Experimenting on nasal washings from patients from the 1918 epidemic, they found that the disease could be transmitted to rabbits effectively, but no bacteria need be consistently present in the washings for the transmission to occur.2 In addition, the washings could be filtered through a filter small enough to remove all known bacteria, and the resulting filtered product could still cause disease.3 This showed that the infectious agent was something smaller than known bacteria, but still capable of replication and spreading to new hosts.
These researchers isolated a tiny rod-shaped organism, often small enough to fit through the filter, that they could grow in the lab; they named it Bacterium pneumosintes.4 Unfortunately, many other researchers could not replicate the results of Olitsky and Gates,5-7 though B. pneumosintes was later found to be a bacterial inhabitant of the human mouth and renamed Dialister pneumosintes,8,9 but the true agent of influenza was not discovered until the 1930s.
However, Olitsky and Gates went ahead and tried making a vaccine using this organism they discovered. They grew up two strains of it, one isolated from a patient in 1918 and one from a patient in a flu epidemic in 1922, killed these cultures with heat, and injected them into rabbits. The rabbits tolerated the vaccines pretty well, having some redness and swelling after the second of three doses.

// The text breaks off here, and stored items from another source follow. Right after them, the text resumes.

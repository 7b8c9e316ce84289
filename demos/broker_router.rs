//! Publish-path routing demo
//!
//! Simulates a broker host: sessions connect and subscribe, a few messages
//! are routed to their subscribers, then a session disconnects.
//!
//! ```bash
//! RUST_LOG=debug cargo run --example broker_router
//! ```

use tracing::{info, warn};
use tracing_subscriber::{layer::SubscriberExt, util::SubscriberInitExt};
use topic_submap::{
	MatcherConfig, RegistryError, SubMapResult, SubscriptionRegistry,
};

/// Setup tracing from RUST_LOG; stays silent when it is not set
fn setup_tracing() {
	if std::env::var("RUST_LOG_DISABLE").is_ok() {
		return;
	}
	let Ok(filter) = tracing_subscriber::EnvFilter::try_from_default_env()
	else {
		return;
	};

	tracing_subscriber::registry()
		.with(filter)
		.with(
			tracing_subscriber::fmt::layer()
				.with_target(true)
				.with_thread_ids(false)
				.with_file(false)
				.with_line_number(false)
				.compact(),
		)
		.init();
}

fn main() -> SubMapResult<()> {
	setup_tracing();

	let config = MatcherConfig::builder()
		.single_level_wildcards(["+", "*"])
		.regex_prefix("~")
		.build()?;
	let mut registry = SubscriptionRegistry::<String>::with_config(config);

	let sessions = [
		("dashboard", vec!["home/+/temperature", "home/alarm"]),
		("archiver", vec!["home/#"]),
		("rack-monitor", vec![r"~^rack\d+$/power/*"]),
		("broken", vec!["home/~(oops"]),
	];

	for (session, patterns) in &sessions {
		let session = session.to_string();
		registry.register_client(session.clone());
		for pattern in patterns {
			match registry.try_subscribe(*pattern, &session) {
				| Ok(_) => {}
				| Err(err @ RegistryError::InvalidPattern(_)) => {
					warn!(
						%session,
						%pattern,
						error = %err,
						"Subscribe refused"
					);
				}
				| Err(err) => return Err(err.into()),
			}
		}
	}

	info!(
		clients = registry.client_count(),
		subscriptions = registry.subscription_count(),
		"Sessions ready"
	);

	let published = [
		"home/kitchen/temperature",
		"home/alarm",
		"rack7/power/draw",
		"garden/sprinkler",
	];
	for topic in published {
		let mut targets: Vec<String> =
			registry.get_subscribers(topic).into_iter().collect();
		targets.sort();
		println!("{topic:<28} -> {targets:?}");
	}

	registry.unregister_client(&"archiver".to_string());
	println!(
		"after archiver disconnect, 'home/alarm' -> {:?}",
		registry.get_subscribers("home/alarm")
	);

	for (pattern, subscribers) in registry.active_patterns() {
		println!("{pattern:<28} {subscribers} subscriber(s)");
	}

	Ok(())
}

When challenged with infectious bacteria, the results were as follows: two vaccinated rabbits and two controls were challenged with samples from rabbits previously infected with B. pneumosintes from previous experiments. The two controls got sick, while the two vaccinated did not.

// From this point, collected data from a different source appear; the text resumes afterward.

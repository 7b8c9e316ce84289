//! Pattern segment classification

use std::borrow::Cow;
use std::fmt;
use std::hash::{Hash, Hasher};

use arcstr::Substr;
use regex::Regex;
use thiserror::Error;

use crate::config::MatcherConfig;
use crate::error::PatternResult;

/// Error types for subscription pattern parsing
#[derive(Error, Debug, Clone, PartialEq, Eq)]
pub enum PatternError {
	/// Regex segment failed to compile
	#[error("Invalid regex '{segment}' at position {position}: {reason}")]
	InvalidRegex {
		/// Segment text including the prefix
		segment: String,
		/// Zero-based segment index in the pattern
		position: usize,
		/// Compiler message
		reason: String,
	},
}

impl PatternError {
	/// Creates a new InvalidRegex error
	pub fn invalid_regex(
		segment: impl Into<String>,
		position: usize,
		reason: impl Into<String>,
	) -> Self {
		Self::InvalidRegex {
			segment: segment.into(),
			position,
			reason: reason.into(),
		}
	}
}

/// Compiled regex matched against exactly one topic segment.
///
/// Two regex segments are equal when their source text is equal.
#[derive(Debug, Clone)]
pub struct RegexSegment {
	regex: Regex,
}

impl RegexSegment {
	/// Compiles `source`
	pub fn new(source: &str) -> Result<Self, regex::Error> {
		Ok(Self {
			regex: Regex::new(source)?,
		})
	}

	/// Source text the regex was compiled from
	pub fn source(&self) -> &str {
		self.regex.as_str()
	}

	/// Tests one literal topic segment
	pub fn is_match(&self, segment: &str) -> bool {
		self.regex.is_match(segment)
	}
}

impl PartialEq for RegexSegment {
	fn eq(&self, other: &Self) -> bool {
		self.source() == other.source()
	}
}

impl Eq for RegexSegment {}

impl Hash for RegexSegment {
	fn hash<H: Hasher>(&self, state: &mut H) {
		self.source().hash(state);
	}
}

/// One classified segment of a subscription pattern
#[derive(Debug, Clone, PartialEq, Eq, Hash)]
pub enum PatternSegment {
	/// Matched by exact string equality
	Literal(Substr),
	/// Matches any single segment (`+`)
	MatchAny,
	/// Matches the remaining segments (`#`)
	Wildcard,
	/// Matches a single segment accepted by the regex
	Regex(RegexSegment),
}

impl PatternSegment {
	/// Classifies one raw pattern segment.
	///
	/// Multi-level tokens win over single-level tokens, which win over the
	/// regex prefix. Everything else is a literal.
	pub fn classify(
		segment: Substr,
		position: usize,
		config: &MatcherConfig,
	) -> PatternResult<Self> {
		if config.multi_level_wildcards().contains(&segment) {
			return Ok(PatternSegment::Wildcard);
		}
		if config.single_level_wildcards().contains(&segment) {
			return Ok(PatternSegment::MatchAny);
		}
		if let Some(source) = config
			.regex_prefix()
			.and_then(|prefix| segment.strip_prefix(prefix))
		{
			return RegexSegment::new(source)
				.map(PatternSegment::Regex)
				.map_err(|err| {
					PatternError::invalid_regex(
						segment.as_str(),
						position,
						err.to_string(),
					)
				});
		}
		Ok(PatternSegment::Literal(segment))
	}

	/// Renders the segment with the canonical tokens of `config`
	pub fn render<'a>(&'a self, config: &'a MatcherConfig) -> Cow<'a, str> {
		match self {
			| PatternSegment::Literal(s) => Cow::Borrowed(s.as_str()),
			| PatternSegment::MatchAny => {
				Cow::Borrowed(config.single_level_wildcards().canonical())
			}
			| PatternSegment::Wildcard => {
				Cow::Borrowed(config.multi_level_wildcards().canonical())
			}
			| PatternSegment::Regex(regex) => Cow::Owned(format!(
				"{}{}",
				config.regex_prefix().unwrap_or_default(),
				regex.source()
			)),
		}
	}

	/// Returns true for `+` and `#` segments
	pub fn is_wildcard(&self) -> bool {
		matches!(self, PatternSegment::MatchAny | PatternSegment::Wildcard)
	}
}

impl fmt::Display for PatternSegment {
	fn fmt(&self, f: &mut fmt::Formatter<'_>) -> fmt::Result {
		match self {
			| PatternSegment::Literal(s) => f.write_str(s),
			| PatternSegment::MatchAny => f.write_str("<match-any>"),
			| PatternSegment::Wildcard => f.write_str("<wildcard>"),
			| PatternSegment::Regex(regex) => {
				write!(f, "<regex {}>", regex.source())
			}
		}
	}
}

Then another 17 vaccinated rabbits and 17 controls were challenged with cultures of B. pneumosintes, and 15 of the vaccinated rabbits did not get sick while the others did. So 88% effective. The two vaccinated rabbits that did get sick, and 10 of the ones that didn't, were also challenged with bacteria that cause secondary infections in flu patients (pneumococcus, Streptococcus haemolyticus, etc), and the 10 that didn't get sick were also protected against infection with these organisms, while the 2 that did were not, and succumbed.
So this shows, perhaps, that B. pneumosintes is indeed a pathogen, in rabbits at least, and a vaccine made from it protects rabbits from infection with it. Too bad it's not actually influenza.
Citations:
1. Olitsky, P. K. & Gates, F. L. Experimental Studies of the Nasopharyngeal Secretions from Influenza Patients X. the Immunizing Effects in Rabbits of Subcutaneous Injections of Killed Cultures of Bacterium pneumosintes. J Exp Med 36, 685–696 (1922).

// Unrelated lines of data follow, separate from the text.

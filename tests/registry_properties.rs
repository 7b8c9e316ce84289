//! Randomised operation sequences checked against a naive model

use std::collections::{HashMap, HashSet};

use proptest::prelude::*;
use proptest::test_runner::TestCaseError;
use regex::Regex;
use topic_submap::{MatcherConfig, SubscriptionRegistry};

const REGEX_PATTERNS: &[&str] = &[
	"a/b/c",
	"a/+/c",
	"a/#",
	"#",
	"+/b",
	"a/b",
	"a/+/#",
	r"~^b\d$/c",
	r"a/~^(b|x)$",
];

/// Several spellings share one canonical key under the aliased tokens
const ALIASED_PATTERNS: &[&str] = &[
	"a/b/c",
	"a/*/c",
	"a/+/c",
	"a/>",
	"a/#/b",
	"a/#",
	"#",
	">",
	"*/b",
	"+/b",
	"a/+/>",
	"a/b",
];

const TOPICS: &[&str] = &[
	"a", "a/b", "a/b/c", "a/x/c", "a/x", "b1/c", "b12/c", "x/b", "a/b/c/d",
];

#[derive(Debug, Clone)]
enum Op {
	Register(u8),
	Unregister(u8),
	Subscribe(u8, usize),
	Unsubscribe(u8, usize),
	UnsubscribeAll(u8),
}

fn op_strategy(pattern_count: usize) -> impl Strategy<Value = Op> {
	let client = 0u8 .. 4;
	let pattern = 0 .. pattern_count;
	prop_oneof![
		client.clone().prop_map(Op::Register),
		client.clone().prop_map(Op::Unregister),
		(client.clone(), pattern.clone())
			.prop_map(|(c, p)| Op::Subscribe(c, p)),
		(client.clone(), pattern).prop_map(|(c, p)| Op::Unsubscribe(c, p)),
		client.prop_map(Op::UnsubscribeAll),
	]
}

/// Spells aliases with the first token and drops levels after `#`
fn canonical(pattern: &str) -> String {
	let mut segments = Vec::new();
	for segment in pattern.split('/') {
		let segment = match segment {
			| "*" => "+",
			| ">" => "#",
			| other => other,
		};
		segments.push(segment);
		if segment == "#" {
			break;
		}
	}
	segments.join("/")
}

/// Segment-by-segment reference matcher over canonical patterns
fn reference_match(
	pattern: &[&str],
	topic: &[&str],
	matches_parent: bool,
) -> bool {
	match (pattern, topic) {
		| (["#", ..], []) => matches_parent,
		| (["#", ..], _) => true,
		| ([], []) => true,
		| ([], _) | (_, []) => false,
		| ([segment, pattern_rest @ ..], [level, topic_rest @ ..]) => {
			let matched = match segment.strip_prefix('~') {
				| Some(source) => Regex::new(source).unwrap().is_match(level),
				| None => *segment == "+" || segment == level,
			};
			matched && reference_match(pattern_rest, topic_rest, matches_parent)
		}
	}
}

fn expected_subscribers(
	model: &HashMap<u8, HashSet<String>>,
	topic: &str,
	matches_parent: bool,
) -> HashSet<u8> {
	let levels: Vec<&str> = topic.split('/').collect();
	model
		.iter()
		.filter(|(_, patterns)| {
			patterns.iter().any(|pattern| {
				let segments: Vec<&str> = pattern.split('/').collect();
				reference_match(&segments, &levels, matches_parent)
			})
		})
		.map(|(client, _)| *client)
		.collect()
}

fn check_against_model(
	config: MatcherConfig,
	patterns: &[&str],
	ops: Vec<Op>,
) -> Result<(), TestCaseError> {
	let matches_parent = config.multi_level_matches_parent();
	let mut registry = SubscriptionRegistry::with_config(config);
	let mut model: HashMap<u8, HashSet<String>> = HashMap::new();

	for op in ops {
		match op {
			| Op::Register(client) => {
				let fresh = !model.contains_key(&client);
				prop_assert_eq!(registry.register_client(client), fresh);
				model.entry(client).or_default();
			}
			| Op::Unregister(client) => {
				let known = model.remove(&client).is_some();
				prop_assert_eq!(registry.unregister_client(&client), known);
			}
			| Op::Subscribe(client, index) => {
				let pattern = patterns[index];
				let before = registry.subscription_count();
				let result = registry.subscribe(pattern, &client);
				match model.get_mut(&client) {
					| Some(held) => {
						prop_assert!(result);
						let added = held.insert(canonical(pattern));
						prop_assert_eq!(
							registry.subscription_count(),
							before + usize::from(added)
						);
					}
					| None => {
						prop_assert!(!result);
						prop_assert_eq!(registry.subscription_count(), before);
					}
				}
			}
			| Op::Unsubscribe(client, index) => {
				let pattern = patterns[index];
				let result = registry.unsubscribe(pattern, &client);
				match model.get_mut(&client) {
					| Some(held) => {
						prop_assert!(result);
						held.remove(&canonical(pattern));
					}
					| None => prop_assert!(!result),
				}
			}
			| Op::UnsubscribeAll(client) => {
				let result = registry.unsubscribe_all(&client);
				match model.get_mut(&client) {
					| Some(held) => {
						prop_assert!(result);
						held.clear();
					}
					| None => prop_assert!(!result),
				}
			}
		}

		let held: usize = model.values().map(HashSet::len).sum();
		prop_assert_eq!(registry.subscription_count(), held);
		let listed: usize = registry
			.list_clients()
			.map(|client| registry.list_topics(client).count())
			.sum();
		prop_assert_eq!(listed, held);
		prop_assert_eq!(registry.client_count(), model.len());
	}

	for topic in TOPICS {
		let expected = expected_subscribers(&model, topic, matches_parent);
		let actual = registry.get_subscribers(*topic);
		prop_assert_eq!(&actual, &expected, "topic {}", topic);
		prop_assert_eq!(
			registry.is_subscribed(*topic),
			!expected.is_empty()
		);
	}

	let clients: Vec<u8> = registry.list_clients().copied().collect();
	for client in clients {
		registry.unregister_client(&client);
	}
	prop_assert!(registry.trie().is_empty());
	prop_assert_eq!(registry.trie().node_count(), 1);
	prop_assert_eq!(registry.subscription_count(), 0);
	Ok(())
}

proptest! {
	#[test]
	fn registry_agrees_with_model(
		ops in prop::collection::vec(
			op_strategy(REGEX_PATTERNS.len()),
			0 .. 80,
		)
	) {
		let config = MatcherConfig::builder()
			.regex_prefix("~")
			.build()
			.unwrap();
		check_against_model(config, REGEX_PATTERNS, ops)?;
	}

	#[test]
	fn aliased_registry_agrees_with_model(
		ops in prop::collection::vec(
			op_strategy(ALIASED_PATTERNS.len()),
			0 .. 80,
		)
	) {
		let config = MatcherConfig::builder()
			.single_level_wildcards(["+", "*"])
			.multi_level_wildcards(["#", ">"])
			.multi_level_matches_parent(false)
			.build()
			.unwrap();
		check_against_model(config, ALIASED_PATTERNS, ops)?;
	}
}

2. Olitsky, P. K. & Gates, F. L. J Exp Med. 1921 January 31; 33(2): 125–145.
3. Olitsky, P. K. & Gates, F. L. J Exp Med. 1921 February 28; 33(3): 361-372.
4. Olitsky, P. K. & Gates, F. L. Experimental Studies of the Nasopharyngeal Secretions from Influenza Patients IV. Anaerobic Cultivation. J Exp Med 33, 713 (1921).
5. Andrewes, C. H., Laidlaw, P. P. & Smith, W. Influenza: Observations on the Recovery of Virus from Man and on the Antibody Content of Human Sera. Br J Exp Pathol 16, 566–582 (1935).
6. Garrod, L. P. Filter-Passing Anaerobes in the Upper Respiratory Tract. Br J Exp Pathol 9, 155–160.1 (1928).
7. Wilson, G. S. An Attempt to Isolate Bacterium pneumosintes from Patients Suffering from Influenza. The Lancet 209, 1123–1124 (1927).
8. Willems, A. & Collins, M. D. Phylogenetic Placement of Dialister pneumosintes (formerly Bacteroides pneumosintes) within the Sporomusa Subbranch of the Clostridium Subphylum of the Gram-Positive Bacteria. Int J Syst Bacteriol 45, 403–405 (1995).
9. Ghayoumi, N., Chen, C. & Slots, J. Dialister pneumosintes, a new putative periodontal pathogen. Journal of Periodontal Research 37, 75–78 (2002).